Three sources with direct knowledge of the plan said Graff, given the blessing by the HK exchange on Thursday, could start drumming up demand for its shares from investors as soon as next week, though there was no timetable for pre-marketing.
London-based Graff, whose giant gems and rare diamonds have been worn by celebrities from Imelda Marcos to Oprah Winfrey, has said it planned to use the funds to open new stores in key locations and build its inventory to keep up with its customers.
Graff's sales are split equally between Asia, Europe and the United States, with growth in Asia far outpacing other markets, founder Laurence Graff told Reuters in a November interview.
Graff joins French cosmetics company L'Occitane, Italian fashion house Prada and luggage maker Samsonite in looking to tap booming demand for luxury goods in China and raise brand awareness, and also paves the way for others eyeing Asia's appetite for gems.
Entrepreneur Beny Steinmetz has said he could seek a Hong Kong listing for his Octea diamond operations, which include the Koidu mine in Sierra Leone, later this year.
The luxury goods industry has been performing well despite economic uncertainty around the world, and that has been reflected in strong demand for shares in listed companies.

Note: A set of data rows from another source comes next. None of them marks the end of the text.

#![forbid(unsafe_code)]

use std::collections::BTreeMap;
use std::fmt;
use std::str::FromStr;

use kdecl_fieldpath::{find_set_fields, reflect_scalar, reflect_struct, set_string, unset, FieldPathError};
use serde::{Deserialize, Serialize};

#[derive(Debug, Clone, Default, PartialEq, Serialize, Deserialize)]
#[serde(transparent)]
struct FakeEnum(String);

impl FromStr for FakeEnum {
    type Err = std::convert::Infallible;
    fn from_str(s: &str) -> Result<Self, Self::Err> {
        Ok(FakeEnum(s.to_string()))
    }
}

impl fmt::Display for FakeEnum {
    fn fmt(&self, f: &mut fmt::Formatter<'_>) -> fmt::Result {
        f.write_str(&self.0)
    }
}

reflect_scalar!(FakeEnum);

#[derive(Debug, Default, PartialEq, Serialize, Deserialize)]
#[serde(default)]
struct FakeObject {
    spec: FakeSpec,
    status: FakeStatus,
}

#[derive(Debug, Default, PartialEq, Serialize, Deserialize)]
#[serde(default)]
struct FakeSpec {
    containers: Vec<FakeContainer>,
}

#[derive(Debug, Default, PartialEq, Serialize, Deserialize)]
#[serde(default, rename_all = "camelCase")]
struct FakeContainer {
    image: String,
    policy: Option<FakePolicy>,
    resources: Option<FakeResources>,
    int_pointer: Option<i32>,
    int32_pointer: Option<i32>,
    int64_pointer: Option<i64>,
    int: Option<i32>,
    int32: Option<i32>,
    int64: Option<i64>,
    #[serde(rename = "enum")]
    enum_value: FakeEnum,
    enum_slice: Vec<FakeEnum>,
    #[serde(skip)]
    generation: i64,
}

#[derive(Debug, Default, PartialEq, Serialize, Deserialize)]
#[serde(default)]
struct FakePolicy {
    name: String,
    allow: bool,
}

#[derive(Debug, Default, PartialEq, Serialize, Deserialize)]
#[serde(default)]
struct FakeResources {
    limits: BTreeMap<String, i64>,
    requests: BTreeMap<String, i64>,
}

#[derive(Debug, Default, PartialEq, Serialize, Deserialize)]
struct FakeStatus {}

reflect_struct!(FakeObject { spec => "spec", status => "status" });
reflect_struct!(FakeSpec { containers => "containers" });
reflect_struct!(FakeContainer {
    image => "image",
    policy => "policy",
    resources => "resources",
    int_pointer => "intPointer",
    int32_pointer => "int32Pointer",
    int64_pointer => "int64Pointer",
    int => "int",
    int32 => "int32",
    int64 => "int64",
    enum_value => "enum",
    enum_slice => "enumSlice",
    #[hidden] generation => "generation",
});
reflect_struct!(FakePolicy { name => "name", allow => "allow" });
reflect_struct!(FakeResources { limits => "limits", requests => "requests" });
reflect_struct!(FakeStatus {});

fn obj(s: &str) -> FakeObject {
    serde_json::from_str(&s.replace('\'', "\"")).unwrap()
}

#[test]
fn set_string_grid() {
    let empty = "{ 'spec': { 'containers': [ {} ] } }";
    let grid = [
        ("simple setting", empty, "spec.containers[0].image", "hello-world", "{ 'spec': { 'containers': [ { 'image': 'hello-world' } ] } }"),
        ("setting with wildcard", empty, "spec.containers[*].image", "hello-world", "{ 'spec': { 'containers': [ { 'image': 'hello-world' } ] } }"),
        ("creating missing objects", empty, "spec.containers[0].policy.name", "allowed", "{ 'spec': { 'containers': [ { 'policy': { 'name': 'allowed' } } ] } }"),
        ("set int", empty, "spec.containers[0].int", "123", "{ 'spec': { 'containers': [ { 'int': 123 } ] } }"),
        ("set int32", empty, "spec.containers[0].int32", "123", "{ 'spec': { 'containers': [ { 'int32': 123 } ] } }"),
        ("set int64", empty, "spec.containers[0].int64", "123", "{ 'spec': { 'containers': [ { 'int64': 123 } ] } }"),
        ("set int pointer", empty, "spec.containers[0].intPointer", "123", "{ 'spec': { 'containers': [ { 'intPointer': 123 } ] } }"),
        ("set int64 pointer", empty, "spec.containers[0].int64Pointer", "123", "{ 'spec': { 'containers': [ { 'int64Pointer': 123 } ] } }"),
        ("set enum", empty, "spec.containers[0].enum", "ABC", "{ 'spec': { 'containers': [ { 'enum': 'ABC' } ] } }"),
        ("set enum slice", empty, "spec.containers[0].enumSlice", "ABC,DEF", "{ 'spec': { 'containers': [ { 'enumSlice': [ 'ABC', 'DEF' ] } ] } }"),
        (
            "append enum slice",
            "{ 'spec': { 'containers': [ { 'enumSlice': [ 'ABC', 'DEF' ] } ] } }",
            "spec.containers[0].enumSlice",
            "GHI,JKL",
            "{ 'spec': { 'containers': [ { 'enumSlice': [ 'ABC', 'DEF', 'GHI', 'JKL' ] } ] } }",
        ),
        (
            "map key through missing pointer",
            empty,
            "spec.containers[0].resources.limits[cpu]",
            "2",
            "{ 'spec': { 'containers': [ { 'resources': { 'limits': { 'cpu': 2 } } } ] } }",
        ),
        ("field by rust name", empty, "spec.containers[0].enum_slice", "X", "{ 'spec': { 'containers': [ { 'enumSlice': [ 'X' ] } ] } }"),
    ];
    for (name, input, path, value, expected) in grid {
        let mut c = obj(input);
        set_string(&mut c, path, value).unwrap_or_else(|e| panic!("{name}: {e}"));
        assert_eq!(c, obj(expected), "{name}");
    }
}

#[test]
fn wildcard_reaches_every_element() {
    let mut c = obj("{ 'spec': { 'containers': [ {}, { 'image': 'old' }, {} ] } }");
    set_string(&mut c, "spec.containers[*].image", "new").unwrap();
    assert!(c.spec.containers.iter().all(|k| k.image == "new"));
}

#[test]
fn set_string_is_idempotent() {
    for (path, value) in [
        ("spec.containers[*].image", "hello-world"),
        ("spec.containers[0].int64", "123"),
        ("spec.containers[0].enumSlice", "ABC,DEF"),
        ("spec.containers[0].policy.allow", "true"),
    ] {
        let mut c = obj("{ 'spec': { 'containers': [ {} ] } }");
        set_string(&mut c, path, value).unwrap();
        let once = serde_json::to_value(&c).unwrap();
        set_string(&mut c, path, value).unwrap();
        assert_eq!(serde_json::to_value(&c).unwrap(), once, "{path}");
    }
}

#[test]
fn set_string_invalid_paths() {
    let grid = [
        ("spec.containers[*].wrongImagePathName", "field spec.containers[*].wrongImagePathName not found in FakeObject"),
        ("spec.containers[0].policy.wrongPolicyName", "field spec.containers[0].policy.wrongPolicyName not found in FakeObject"),
        ("spec.wrongNameContainers[0].int", "field spec.wrongNameContainers[0].int not found in FakeObject"),
        ("spec.containers[0].int32100", "field spec.containers[0].int32100 not found in FakeObject"),
        ("wrong.path.check", "field wrong.path.check not found in FakeObject"),
    ];
    for (path, expected) in grid {
        let mut c = obj("{ 'spec': { 'containers': [ {} ] } }");
        let err = set_string(&mut c, path, "hello-world").unwrap_err();
        assert_eq!(err.to_string(), expected);
        // Speculatively allocated intermediates are released again.
        assert_eq!(c, obj("{ 'spec': { 'containers': [ {} ] } }"), "{path}");
    }
}

#[test]
fn conversion_and_immutable_errors() {
    let mut c = obj("{ 'spec': { 'containers': [ {} ] } }");
    match set_string(&mut c, "spec.containers[0].int64", "12x") {
        Err(FieldPathError::Conversion { path, value, .. }) => {
            assert_eq!(path, "spec.containers[0].int64");
            assert_eq!(value, "12x");
        }
        other => panic!("unexpected {other:?}"),
    }
    assert_eq!(c.spec.containers[0].int64, None);

    assert_eq!(
        set_string(&mut c, "spec.containers[0].generation", "3"),
        Err(FieldPathError::ImmutableField { path: "spec.containers[0].generation".into() })
    );
    assert!(matches!(set_string(&mut c, "spec..image", "x"), Err(FieldPathError::Parse { .. })));
}

#[test]
fn unset_grid() {
    let grid = [
        ("{ 'spec': { 'containers': [ { 'image': 'hello-world' } ] } }", "spec.containers[0].image", "{ 'spec': { 'containers': [ {} ] } }"),
        ("{ 'spec': { 'containers': [ { 'image': 'hello-world' } ] } }", "spec.containers[*].image", "{ 'spec': { 'containers': [ {} ] } }"),
        ("{ 'spec': { 'containers': [ { 'int': 123 } ] } }", "spec.containers[0].int", "{ 'spec': { 'containers': [ {} ] } }"),
        ("{ 'spec': { 'containers': [ { 'int32Pointer': 123 } ] } }", "spec.containers[0].int32Pointer", "{ 'spec': { 'containers': [ {} ] } }"),
        ("{ 'spec': { 'containers': [ { 'enum': 'ABC' } ] } }", "spec.containers[0].enum", "{ 'spec': { 'containers': [ { 'enum': '' } ] } }"),
        ("{ 'spec': { 'containers': [ { 'enumSlice': [ 'ABC', 'DEF' ] } ] } }", "spec.containers[0].enumSlice", "{ 'spec': { 'containers': [ {} ] } }"),
    ];
    for (input, path, expected) in grid {
        let mut c = obj(input);
        unset(&mut c, path).unwrap();
        assert_eq!(c, obj(expected), "{path}");
    }
}

#[test]
fn unset_invalid_paths() {
    let mut c = obj("{ 'spec': { 'containers': [ { 'policy': { 'name': 'allowed' } } ] } }");
    assert_eq!(
        unset(&mut c, "spec.containers[0].policy.wrongPolicyName").unwrap_err().to_string(),
        "field spec.containers[0].policy.wrongPolicyName not found in FakeObject"
    );
    assert!(unset(&mut c, "spec.containers[*].wrongImagePathName").is_err());
}

#[test]
fn find_set_fields_reports_populated_pointers() {
    let c = obj("{ 'spec': { 'containers': [ { 'policy': {}, 'int64': 5 } ] } }");
    let k = &c.spec.containers[0];
    let set = find_set_fields(k, &["policy", "resources", "int64", "intPointer"]).unwrap();
    assert_eq!(set.into_iter().collect::<Vec<_>>(), vec!["int64", "policy"]);

    assert_eq!(find_set_fields(k, &["image"]), Err(FieldPathError::NotAPointer { field: "image".into() }));
    assert_eq!(find_set_fields(k, &["nope"]), Err(FieldPathError::UnknownField { name: "nope".into() }));
    assert_eq!(find_set_fields(k, &["generation"]), Err(FieldPathError::UnknownField { name: "generation".into() }));
}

Last month, Italian cashmere house Brunello Cucinelli and high-end luggage maker Tumi Holdings both saw their stock surge on their Milan and New York debuts respectively, while shares in luxury brand Michael Kors Holdings have more than doubled in price since their Dec. 15 trading debut.
"Luxury goods have proved slightly protected from wider consumer sentiment," said one equity capital markets banker.
CLSA Asia Pacific Markets estimated Chinese demand will account for 44 percent of the global luxury goods market by 2020. De Beers, the world's largest diamond producer by value, forecast the world's No.2 economy will account for 16 percent of global diamond demand by 2016, up from 6 percent in 2009.
The Graff IPO will also come on the back of a 15 percent jump in the benchmark Hang Seng index in 2012.
The IPO market in Asia-Pacific has had its slowest start in about four years, with overall equity market activity down about a fifth from last year.
Two sources said Graff could list in the second week of June, though no final decision had been made.
Credit Suisse, Deutsche Bank, Goldman Sachs and Morgan Stanley were hired as joint global coordinators on the IPO.